■ WHAT TO PRODUCE: All lines of the material below that include the string "description" are to be copied.
+===+
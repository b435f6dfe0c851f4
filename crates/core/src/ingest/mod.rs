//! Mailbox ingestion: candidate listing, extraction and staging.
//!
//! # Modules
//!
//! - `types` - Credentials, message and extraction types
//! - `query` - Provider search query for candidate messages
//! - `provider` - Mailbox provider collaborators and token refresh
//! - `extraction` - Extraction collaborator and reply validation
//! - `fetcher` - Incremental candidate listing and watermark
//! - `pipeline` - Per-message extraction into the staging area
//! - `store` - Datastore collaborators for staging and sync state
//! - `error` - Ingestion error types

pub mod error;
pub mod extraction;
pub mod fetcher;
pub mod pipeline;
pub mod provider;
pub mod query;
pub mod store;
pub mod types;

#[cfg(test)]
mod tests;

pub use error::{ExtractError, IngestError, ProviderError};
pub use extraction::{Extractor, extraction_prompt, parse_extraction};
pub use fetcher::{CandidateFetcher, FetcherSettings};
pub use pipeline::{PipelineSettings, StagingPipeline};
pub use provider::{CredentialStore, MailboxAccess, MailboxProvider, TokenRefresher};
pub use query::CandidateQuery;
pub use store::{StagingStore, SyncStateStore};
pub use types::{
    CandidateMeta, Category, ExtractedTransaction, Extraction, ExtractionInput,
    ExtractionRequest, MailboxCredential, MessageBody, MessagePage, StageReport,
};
+===+
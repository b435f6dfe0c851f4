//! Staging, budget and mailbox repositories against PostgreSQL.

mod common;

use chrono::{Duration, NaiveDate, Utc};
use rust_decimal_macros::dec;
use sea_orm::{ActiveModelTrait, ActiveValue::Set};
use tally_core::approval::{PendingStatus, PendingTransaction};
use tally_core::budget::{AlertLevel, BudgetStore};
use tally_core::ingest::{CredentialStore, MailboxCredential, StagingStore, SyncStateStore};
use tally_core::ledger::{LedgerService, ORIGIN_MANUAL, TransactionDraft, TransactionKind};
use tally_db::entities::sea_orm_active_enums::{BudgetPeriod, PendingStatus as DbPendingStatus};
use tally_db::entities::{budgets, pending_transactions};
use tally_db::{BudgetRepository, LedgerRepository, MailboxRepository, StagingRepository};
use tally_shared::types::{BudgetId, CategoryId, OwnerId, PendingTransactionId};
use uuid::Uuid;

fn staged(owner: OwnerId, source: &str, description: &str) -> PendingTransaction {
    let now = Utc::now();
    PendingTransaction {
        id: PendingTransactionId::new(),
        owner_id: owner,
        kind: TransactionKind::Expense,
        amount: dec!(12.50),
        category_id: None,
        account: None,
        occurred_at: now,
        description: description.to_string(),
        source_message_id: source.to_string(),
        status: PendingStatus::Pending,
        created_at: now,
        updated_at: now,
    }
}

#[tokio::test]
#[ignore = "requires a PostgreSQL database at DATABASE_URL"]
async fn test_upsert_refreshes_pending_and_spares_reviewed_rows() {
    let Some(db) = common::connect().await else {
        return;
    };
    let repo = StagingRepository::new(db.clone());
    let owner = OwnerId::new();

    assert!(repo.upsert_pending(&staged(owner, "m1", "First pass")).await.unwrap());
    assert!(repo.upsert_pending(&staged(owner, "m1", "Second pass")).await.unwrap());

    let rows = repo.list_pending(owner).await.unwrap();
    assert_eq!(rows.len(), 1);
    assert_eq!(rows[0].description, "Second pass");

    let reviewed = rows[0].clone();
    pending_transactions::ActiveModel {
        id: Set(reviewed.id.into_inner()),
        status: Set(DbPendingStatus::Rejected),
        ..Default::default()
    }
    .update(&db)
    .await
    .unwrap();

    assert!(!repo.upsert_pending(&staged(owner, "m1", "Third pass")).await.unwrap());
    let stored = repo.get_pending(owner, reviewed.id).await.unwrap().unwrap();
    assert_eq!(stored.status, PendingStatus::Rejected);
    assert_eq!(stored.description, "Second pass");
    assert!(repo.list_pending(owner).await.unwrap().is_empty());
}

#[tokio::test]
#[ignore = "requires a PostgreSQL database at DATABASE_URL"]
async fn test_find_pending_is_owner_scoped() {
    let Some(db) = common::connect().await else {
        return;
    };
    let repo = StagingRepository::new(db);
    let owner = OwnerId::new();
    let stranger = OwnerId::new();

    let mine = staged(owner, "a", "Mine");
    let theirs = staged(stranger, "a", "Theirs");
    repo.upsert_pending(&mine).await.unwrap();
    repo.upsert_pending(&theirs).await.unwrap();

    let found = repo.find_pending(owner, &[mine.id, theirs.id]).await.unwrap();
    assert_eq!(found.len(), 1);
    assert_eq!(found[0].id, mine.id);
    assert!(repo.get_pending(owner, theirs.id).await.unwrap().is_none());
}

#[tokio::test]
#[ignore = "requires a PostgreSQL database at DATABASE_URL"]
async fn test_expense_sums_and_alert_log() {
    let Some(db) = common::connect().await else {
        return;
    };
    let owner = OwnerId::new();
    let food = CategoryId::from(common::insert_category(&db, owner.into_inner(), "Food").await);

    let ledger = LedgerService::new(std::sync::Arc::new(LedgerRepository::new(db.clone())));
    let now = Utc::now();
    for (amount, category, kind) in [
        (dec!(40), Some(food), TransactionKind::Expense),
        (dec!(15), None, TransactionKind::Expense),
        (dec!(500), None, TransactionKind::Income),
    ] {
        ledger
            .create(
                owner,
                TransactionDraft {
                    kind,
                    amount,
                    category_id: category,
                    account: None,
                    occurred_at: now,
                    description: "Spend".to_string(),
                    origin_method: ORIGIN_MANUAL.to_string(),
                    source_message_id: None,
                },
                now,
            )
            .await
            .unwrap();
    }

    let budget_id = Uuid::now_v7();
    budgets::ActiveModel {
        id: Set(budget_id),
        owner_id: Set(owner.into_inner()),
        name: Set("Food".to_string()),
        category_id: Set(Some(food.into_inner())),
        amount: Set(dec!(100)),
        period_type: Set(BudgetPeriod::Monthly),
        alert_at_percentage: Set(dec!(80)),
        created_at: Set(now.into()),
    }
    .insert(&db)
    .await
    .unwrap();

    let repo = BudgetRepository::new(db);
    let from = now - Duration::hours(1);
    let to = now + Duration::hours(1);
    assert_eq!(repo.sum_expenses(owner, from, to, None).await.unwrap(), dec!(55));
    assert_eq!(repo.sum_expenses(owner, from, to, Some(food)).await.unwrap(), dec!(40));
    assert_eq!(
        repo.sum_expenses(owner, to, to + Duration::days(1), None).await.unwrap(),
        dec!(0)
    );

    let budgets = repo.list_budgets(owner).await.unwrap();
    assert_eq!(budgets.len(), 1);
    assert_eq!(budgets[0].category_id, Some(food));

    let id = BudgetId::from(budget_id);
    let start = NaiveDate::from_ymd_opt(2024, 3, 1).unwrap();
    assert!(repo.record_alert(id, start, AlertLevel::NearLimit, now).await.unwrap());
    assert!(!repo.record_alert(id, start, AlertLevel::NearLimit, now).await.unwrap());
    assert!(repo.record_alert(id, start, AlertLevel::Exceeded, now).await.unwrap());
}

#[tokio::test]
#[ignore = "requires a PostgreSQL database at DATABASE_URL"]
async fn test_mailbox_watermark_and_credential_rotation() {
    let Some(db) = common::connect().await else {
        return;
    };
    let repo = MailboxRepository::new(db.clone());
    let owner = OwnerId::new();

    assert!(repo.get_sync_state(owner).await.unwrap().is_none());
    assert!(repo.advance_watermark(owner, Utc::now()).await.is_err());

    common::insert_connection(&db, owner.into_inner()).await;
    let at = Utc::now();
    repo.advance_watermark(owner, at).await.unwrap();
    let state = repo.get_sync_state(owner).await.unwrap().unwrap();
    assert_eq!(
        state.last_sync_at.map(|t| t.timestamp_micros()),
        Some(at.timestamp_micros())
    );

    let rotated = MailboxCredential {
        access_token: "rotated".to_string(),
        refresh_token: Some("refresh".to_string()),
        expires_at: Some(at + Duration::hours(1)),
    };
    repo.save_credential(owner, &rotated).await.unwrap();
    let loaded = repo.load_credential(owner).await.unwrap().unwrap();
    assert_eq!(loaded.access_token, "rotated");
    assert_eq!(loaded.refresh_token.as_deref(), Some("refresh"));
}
+===+
■ EXERCISE RESULT:
fn staged(owner: OwnerId, source: &str, description: &str) -> PendingTransaction {
        description: description.to_string(),
    assert_eq!(rows[0].description, "Second pass");
    assert_eq!(stored.description, "Second pass");
                    description: "Spend".to_string(),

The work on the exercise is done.